• _Work instruction_
List all lines of the data containing the word "crate".

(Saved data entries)
* * *

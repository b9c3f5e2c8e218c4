//! Error types shared across the crate.

use thiserror::Error;

/// Errors raised while loading [`crate::config::AppConfig`].
#[derive(Debug, Error)]
pub enum ConfigError {
    /// The config file could not be read.
    #[error("failed to read config file '{path}': {source}")]
    Io {
        path: String,
        #[source]
        source: std::io::Error,
    },

    /// The config file is not valid YAML for [`crate::config::AppConfig`].
    #[error("invalid config file: {0}")]
    Yaml(#[from] serde_yaml::Error),

    /// An environment override could not be parsed.
    #[error("invalid value '{value}' for {key}")]
    InvalidValue { key: String, value: String },
}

* * *

• _Your solution_
//! Error types shared across the crate.
/// Errors raised while loading [`crate::config::AppConfig`].
    /// The config file is not valid YAML for [`crate::config::AppConfig`].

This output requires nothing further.